▶ **PROBLEM REQUIREMENTS**
Write the records below out again. Match them exactly.

[Stored data entries]
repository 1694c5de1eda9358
pub mod metrics;
pub mod tracing;

pub use metrics::metrics_middleware;
pub use tracing::{REQUEST_ID_HEADER, request_id_middleware};
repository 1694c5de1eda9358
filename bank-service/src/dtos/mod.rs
//! Request and response bodies for the bank record API.
//!
//! Every external JSON shape is declared here; handlers never touch untyped JSON.

use serde::{Deserialize, Serialize};
use serde_json::{Map, Value};

use crate::models::{null_as_empty, BankDetails};

pub const MSG_CREATED: &str = "Bank details created successfully";
pub const MSG_UPDATED: &str = "Bank details updated successfully";
pub const MSG_DELETED: &str = "Bank details deleted successfully";

/// Body accepted by create and update.
///
/// Only a JSON object is accepted. Absent or `null` fields become the empty
/// string, so an update replaces every field rather than merging.
#[derive(Debug, Deserialize, Clone, Default, PartialEq)]
#[serde(try_from = "Map<String, Value>")]
pub struct BankDetailsPayload {
    /// Accepted for compatibility with clients that echo records back; never used.
    pub id: Option<String>,
    pub holder_name: String,
    pub phone_no: String,
    pub account_type: String,
}

#[derive(Deserialize)]
struct PayloadFields {
    #[serde(default)]
    id: Option<String>,
    #[serde(default, deserialize_with = "null_as_empty")]
    holder_name: String,
    #[serde(default, deserialize_with = "null_as_empty")]
    phone_no: String,
    #[serde(default, deserialize_with = "null_as_empty")]
    account_type: String,
}

impl TryFrom<Map<String, Value>> for BankDetailsPayload {
    type Error = serde_json::Error;

    fn try_from(object: Map<String, Value>) -> Result<Self, Self::Error> {
        let fields: PayloadFields = serde_json::from_value(Value::Object(object))?;
        Ok(Self {
            id: fields.id,
            holder_name: fields.holder_name,
            phone_no: fields.phone_no,
            account_type: fields.account_type,
        })
    }
}

impl BankDetailsPayload {
    pub fn into_record(self) -> BankDetails {
        BankDetails::new(self.holder_name, self.phone_no, self.account_type)
    }
}

/// A record as returned to clients; `id` is the 24-character hex identifier.
#[derive(Debug, Serialize, Deserialize, Clone, PartialEq)]
pub struct BankDetailsResponse {
    pub id: String,
    pub holder_name: String,
    pub phone_no: String,
    pub account_type: String,
}

impl From<BankDetails> for BankDetailsResponse {
    fn from(record: BankDetails) -> Self {
        Self {
            id: record.id.map(|id| id.to_hex()).unwrap_or_default(),
            holder_name: record.holder_name,
            phone_no: record.phone_no,
            account_type: record.account_type,
        }
    }
}

#[derive(Debug, Serialize, Deserialize)]
pub struct BankMutationResponse {
    pub message: String,
    pub bank: BankDetailsResponse,
}

#[derive(Debug, Serialize, Deserialize)]
pub struct MessageResponse {
    pub message: String,
}
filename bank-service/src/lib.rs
pub mod config;
pub mod dtos;
pub mod handlers;
pub mod models;
pub mod services;
pub mod startup;
pub mod utils;

pub use startup::{build_router, AppState, Application};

▶ **SOLUTION TO THIS PROBLEM**
repository 1694c5de1eda9358
pub mod metrics;
pub mod tracing;

pub use metrics::metrics_middleware;
pub use tracing::{REQUEST_ID_HEADER, request_id_middleware};
repository 1694c5de1eda9358
filename bank-service/src/dtos/mod.rs
//! Request and response bodies for the bank record API.
//!
//! Every external JSON shape is declared here; handlers never touch untyped JSON.

use serde::{Deserialize, Serialize};
use serde_json::{Map, Value};

use crate::models::{null_as_empty, BankDetails};

pub const MSG_CREATED: &str = "Bank details created successfully";
pub const MSG_UPDATED: &str = "Bank details updated successfully";
pub const MSG_DELETED: &str = "Bank details deleted successfully";

/// Body accepted by create and update.
///
/// Only a JSON object is accepted. Absent or `null` fields become the empty
/// string, so an update replaces every field rather than merging.
#[derive(Debug, Deserialize, Clone, Default, PartialEq)]
#[serde(try_from = "Map<String, Value>")]
pub struct BankDetailsPayload {
    /// Accepted for compatibility with clients that echo records back; never used.
    pub id: Option<String>,
    pub holder_name: String,
    pub phone_no: String,
    pub account_type: String,
}

#[derive(Deserialize)]
struct PayloadFields {
    #[serde(default)]
    id: Option<String>,
    #[serde(default, deserialize_with = "null_as_empty")]
    holder_name: String,
    #[serde(default, deserialize_with = "null_as_empty")]
    phone_no: String,
    #[serde(default, deserialize_with = "null_as_empty")]
    account_type: String,
}

impl TryFrom<Map<String, Value>> for BankDetailsPayload {
    type Error = serde_json::Error;

    fn try_from(object: Map<String, Value>) -> Result<Self, Self::Error> {
        let fields: PayloadFields = serde_json::from_value(Value::Object(object))?;
        Ok(Self {
            id: fields.id,
            holder_name: fields.holder_name,
            phone_no: fields.phone_no,
            account_type: fields.account_type,
        })
    }
}

impl BankDetailsPayload {
    pub fn into_record(self) -> BankDetails {
        BankDetails::new(self.holder_name, self.phone_no, self.account_type)
    }
}

/// A record as returned to clients; `id` is the 24-character hex identifier.
#[derive(Debug, Serialize, Deserialize, Clone, PartialEq)]
pub struct BankDetailsResponse {
    pub id: String,
    pub holder_name: String,
    pub phone_no: String,
    pub account_type: String,
}

impl From<BankDetails> for BankDetailsResponse {
    fn from(record: BankDetails) -> Self {
        Self {
            id: record.id.map(|id| id.to_hex()).unwrap_or_default(),
            holder_name: record.holder_name,
            phone_no: record.phone_no,
            account_type: record.account_type,
        }
    }
}

#[derive(Debug, Serialize, Deserialize)]
pub struct BankMutationResponse {
    pub message: String,
    pub bank: BankDetailsResponse,
}

#[derive(Debug, Serialize, Deserialize)]
pub struct MessageResponse {
    pub message: String,
}
filename bank-service/src/lib.rs
pub mod config;
pub mod dtos;
pub mod handlers;
pub mod models;
pub mod services;
pub mod startup;
pub mod utils;

pub use startup::{build_router, AppState, Application};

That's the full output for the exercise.